When operation Bernhard was moved out of Berlin, the S.S. apparently chose to hide the evidence at the bottom of Lake Toplitz. Was anything else also hidden down there?
In 1963 a German sport diver was hired to find out. Unfortunately he died in the attempt. The Austrian government responded by making it illegal to dive in the lake for the purpose of hunting treasure. They also started a search of their own. The operation located eighteen crates of counterfeit money on the bottom along with the printing plates needed to make forgeries. Rockets, projectiles, mines and other experimental weapons were also salvaged from the bottom of the lake. Apparently during the war Toplitz had been used to test torpedoes and even a missile that could be launched by a submarine from underwater.
By 1983 it was thought that the lake was completely cleaned of all Nazi material, but in that same year a biologist, Professor Hans Fricke, started diving in Toplitz and found even more items. Fricke hadn't initially been interested in treasure, but had obtained special permission to dive in the lake to research what kind of life might survive in its oxygenless depths. He discovered several types of bacteria and a worm that manage to live under the hash conditions. He also found more counterfeit British pounds along with additional military hardware. His discoveries sparked more speculation that the lake still hid gold bullion. If it did, though, Fricke never came across it.
The most complete examination of the lake came in 2000 when the American television network CBS, along with the World Jewish Congress, sponsored an exploration of the Toplitz by a company called Oceaneering Technologies. Oceaneering Technologies went over the bottom of the lake inch-by-inch using a remote-controlled submarine named Phantom. They found the floor of the lake covered with trees that had fallen off the surrounding mountains. In some places the wood was stacked as deep as sixty feet. This made using the submarine difficult. Its long tether, which connected it to the crew on the surface, was always in danger of being tangled in the dead branches and roots. When the robot submarine found what looked like the remains of a crate, Oceaneering sent down a manned submarine that found more forged British bank notes.

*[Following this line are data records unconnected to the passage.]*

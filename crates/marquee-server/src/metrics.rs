//! Prometheus instrumentation.
//!
//! The recorder is installed once by the binary; until then every helper
//! below is a no-op, so the library and its tests can call them freely.
//! Series exported:
//! - HTTP traffic per matched route
//! - cache outcome per tier (hit, miss, corrupt) and hot tier size
//! - origin call outcome and end-to-end retrieval latency by source

use metrics::{counter, gauge, histogram};
use metrics_exporter_prometheus::{PrometheusBuilder, PrometheusHandle};
use std::sync::OnceLock;
use std::time::Duration;

static RECORDER: OnceLock<PrometheusHandle> = OnceLock::new();

pub mod names {
    pub const HTTP_REQUESTS_TOTAL: &str = "http_requests_total";
    pub const HTTP_REQUEST_DURATION_SECONDS: &str = "http_request_duration_seconds";

    pub const CACHE_HITS_TOTAL: &str = "cache_hits_total";
    pub const CACHE_MISSES_TOTAL: &str = "cache_misses_total";
    pub const CACHE_CORRUPT_ENTRIES_TOTAL: &str = "cache_corrupt_entries_total";
    pub const CACHE_ENTRIES: &str = "cache_entries";

    pub const ORIGIN_REQUESTS_TOTAL: &str = "origin_requests_total";
    pub const RETRIEVAL_DURATION_SECONDS: &str = "retrieval_duration_seconds";
}

/// Install the global Prometheus recorder.
///
/// `false` means nothing was installed, either because a recorder is
/// already present or because installation failed (logged).
pub fn init_metrics() -> bool {
    if RECORDER.get().is_some() {
        return false;
    }

    match PrometheusBuilder::new().install_recorder() {
        Ok(handle) => {
            let installed = RECORDER.set(handle).is_ok();
            if installed {
                tracing::info!("Prometheus recorder installed, scrape GET /metrics");
            }
            installed
        }
        Err(e) => {
            tracing::error!(error = %e, "Prometheus recorder could not be installed");
            false
        }
    }
}

/// Text exposition of every series, or `None` before [`init_metrics`].
pub fn render_metrics() -> Option<String> {
    RECORDER.get().map(PrometheusHandle::render)
}

fn status_class(status: u16) -> &'static str {
    match status / 100 {
        2 => "2xx",
        3 => "3xx",
        4 => "4xx",
        5 => "5xx",
        _ => "other",
    }
}

/// One served request; `path` is the route template.
pub fn record_http_request(method: &str, path: &str, status: u16, duration: Duration) {
    let method = method.to_string();
    let path = path.to_string();

    counter!(
        names::HTTP_REQUESTS_TOTAL,
        "method" => method.clone(),
        "path" => path.clone(),
        "status" => status.to_string(),
        "status_class" => status_class(status)
    )
    .increment(1);
    histogram!(
        names::HTTP_REQUEST_DURATION_SECONDS,
        "method" => method,
        "path" => path
    )
    .record(duration.as_secs_f64());
}

pub fn record_cache_hit(tier: &'static str) {
    counter!(names::CACHE_HITS_TOTAL, "tier" => tier).increment(1);
}

/// Neither tier had a usable entry.
pub fn record_cache_miss() {
    counter!(names::CACHE_MISSES_TOTAL).increment(1);
}

/// An entry was present but did not decode.
pub fn record_corrupt_entry(tier: &'static str) {
    counter!(names::CACHE_CORRUPT_ENTRIES_TOTAL, "tier" => tier).increment(1);
}

pub fn set_cache_entries(tier: &'static str, count: usize) {
    gauge!(names::CACHE_ENTRIES, "tier" => tier).set(count as f64);
}

/// `outcome` is `"ok"` or the failing `OriginError` kind.
pub fn record_origin_request(outcome: &'static str) {
    counter!(names::ORIGIN_REQUESTS_TOTAL, "outcome" => outcome).increment(1);
}

pub fn record_retrieval(source: &'static str, duration: Duration) {
    histogram!(names::RETRIEVAL_DURATION_SECONDS, "source" => source)
        .record(duration.as_secs_f64());
}
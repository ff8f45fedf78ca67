//! Core types and pure transforms for Marquee
//!
//! This crate holds everything the cache-aside path needs that does not
//! touch the network:
//! - The movie collection model served to callers
//! - gzip stream compression for cache payloads
//! - JSON serialization with case-insensitive decoding of origin payloads
//! - The cache entry format (`compress(serialize(collection))`)

pub mod codec;
pub mod error;
pub mod model;
pub mod payload;
pub mod serializer;

pub use codec::{Codec, CompressionLevel, DEFAULT_MAX_DECOMPRESSED};
pub use error::{CodecError, PayloadError, SerializationError};
pub use model::{DateRange, Movie, MovieCollection};
pub use payload::PayloadCodec;
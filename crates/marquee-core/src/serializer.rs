//! JSON serialization of [`MovieCollection`].
//!
//! Encoding always produces the canonical snake_case field names. Decoding
//! accepts field names in any ASCII casing because the origin does not
//! guarantee the casing of its payloads; keys are mapped onto the model's
//! names before the typed decode. Keys the model does not know are left
//! untouched and end up in [`Movie::extra`](crate::model::Movie::extra).

use serde_json::{Map, Value};

use crate::error::SerializationError;
use crate::model::{DateRange, Movie, MovieCollection};

/// Encode a collection as canonical JSON bytes.
pub fn serialize(collection: &MovieCollection) -> Result<Vec<u8>, SerializationError> {
    serde_json::to_vec(collection).map_err(SerializationError::Encode)
}

/// Decode a collection from JSON bytes, matching field names case-insensitively.
pub fn deserialize(bytes: &[u8]) -> Result<MovieCollection, SerializationError> {
    let value: Value = serde_json::from_slice(bytes).map_err(SerializationError::Decode)?;
    from_value(value)
}

/// Decode a collection from an already parsed JSON value.
pub fn from_value(value: Value) -> Result<MovieCollection, SerializationError> {
    let mut root = match value {
        Value::Object(map) => canonicalize(map, MovieCollection::FIELDS),
        other => return Err(SerializationError::UnexpectedShape(type_name(&other))),
    };

    if let Some(Value::Array(items)) = root.get_mut("results") {
        for item in items.iter_mut() {
            if let Value::Object(map) = item {
                *map = canonicalize(std::mem::take(map), Movie::FIELDS);
            }
        }
    }

    if let Some(Value::Object(dates)) = root.get_mut("dates") {
        *dates = canonicalize(std::mem::take(dates), DateRange::FIELDS);
    }

    serde_json::from_value(Value::Object(root)).map_err(SerializationError::Decode)
}

/// Rename keys that match one of `fields` (ignoring ASCII case) to the
/// field's canonical spelling.
fn canonicalize(map: Map<String, Value>, fields: &[&str]) -> Map<String, Value> {
    map.into_iter()
        .map(|(key, value)| {
            let key = fields
                .iter()
                .find(|field| field.eq_ignore_ascii_case(&key))
                .map(|field| (*field).to_string())
                .unwrap_or(key);
            (key, value)
        })
        .collect()
}

fn type_name(value: &Value) -> &'static str {
    match value {
        Value::Null => "null",
        Value::Bool(_) => "boolean",
        Value::Number(_) => "number",
        Value::String(_) => "string",
        Value::Array(_) => "array",
        Value::Object(_) => "object",
    }
}
//! Movie collection model.
//!
//! The shape mirrors the origin's "now playing" listing: a page of
//! [`Movie`] records plus pagination metadata and an optional release
//! window. Item attributes are passed through as received; the service
//! never interprets them.

use serde::{Deserialize, Serialize};
use serde_json::{Map, Value};

/// A page of movies as returned by the origin.
#[derive(Debug, Clone, PartialEq, Serialize, Deserialize)]
pub struct MovieCollection {
    #[serde(default)]
    pub page: i64,
    #[serde(default)]
    pub results: Vec<Movie>,
    #[serde(default)]
    pub total_pages: i64,
    #[serde(default)]
    pub total_results: i64,
    #[serde(default)]
    pub dates: Option<DateRange>,
}

impl MovieCollection {
    /// Top-level field names, used for case-insensitive decoding.
    pub const FIELDS: &'static [&'static str] =
        &["page", "results", "total_pages", "total_results", "dates"];

    /// The empty default served when the origin answers but cannot be used.
    ///
    /// Page and totals are zero, there are no results, and the release
    /// window is present but unbounded.
    pub fn empty() -> Self {
        Self {
            page: 0,
            results: Vec::new(),
            total_pages: 0,
            total_results: 0,
            dates: Some(DateRange::default()),
        }
    }

    /// Returns true when this collection is the empty default: no items, all
    /// pagination counters zero, and no bound on the release window.
    pub fn is_empty(&self) -> bool {
        self.results.is_empty()
            && self.page == 0
            && self.total_pages == 0
            && self.total_results == 0
            && self
                .dates
                .as_ref()
                .is_none_or(|d| d.maximum.is_none() && d.minimum.is_none())
    }

    pub fn len(&self) -> usize {
        self.results.len()
    }
}

impl Default for MovieCollection {
    fn default() -> Self {
        Self::empty()
    }
}

/// Release window covered by a listing.
#[derive(Debug, Clone, Default, PartialEq, Eq, Serialize, Deserialize)]
pub struct DateRange {
    #[serde(default)]
    pub maximum: Option<String>,
    #[serde(default)]
    pub minimum: Option<String>,
}

impl DateRange {
    pub const FIELDS: &'static [&'static str] = &["maximum", "minimum"];
}

/// One record of the listing.
///
/// Attributes the model does not name are kept in `extra` so that the
/// record survives a cache round trip unchanged.
#[derive(Debug, Clone, Default, PartialEq, Serialize, Deserialize)]
pub struct Movie {
    #[serde(default)]
    pub id: i64,
    #[serde(default)]
    pub title: String,
    #[serde(default)]
    pub original_title: Option<String>,
    #[serde(default)]
    pub original_language: Option<String>,
    #[serde(default)]
    pub overview: Option<String>,
    #[serde(default)]
    pub release_date: Option<String>,
    #[serde(default)]
    pub adult: bool,
    #[serde(default)]
    pub video: bool,
    #[serde(default)]
    pub popularity: f64,
    #[serde(default)]
    pub vote_average: f64,
    #[serde(default)]
    pub vote_count: i64,
    #[serde(default)]
    pub genre_ids: Vec<i64>,
    #[serde(default)]
    pub poster_path: Option<String>,
    #[serde(default)]
    pub backdrop_path: Option<String>,
    #[serde(flatten)]
    pub extra: Map<String, Value>,
}

impl Movie {
    pub const FIELDS: &'static [&'static str] = &[
        "id",
        "title",
        "original_title",
        "original_language",
        "overview",
        "release_date",
        "adult",
        "video",
        "popularity",
        "vote_average",
        "vote_count",
        "genre_ids",
        "poster_path",
        "backdrop_path",
    ];

    pub fn new(id: i64, title: impl Into<String>) -> Self {
        Self {
            id,
            title: title.into(),
            ..Default::default()
        }
    }
}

It would seem that with all this searching the reputation of Lake Toplitz as a location for lost treasure should be gone. This isn't the case. Some people continue to believe that the lake or others like it in Austria or Germany still hold millions in gold. Their speculation was strengthened in 2003 when an amateur diver discovered a solid gold cauldron at the bottom of Lake Chiemsee in Bavaria. The cauldron was decorated with Celtic and Indo-Germanic figures and is thought to have been commissioned by a top Nazi official who drew inspiration from such mythology. It is estimated that the cauldron, which weighs 23 pounds, is worth almost $100,000.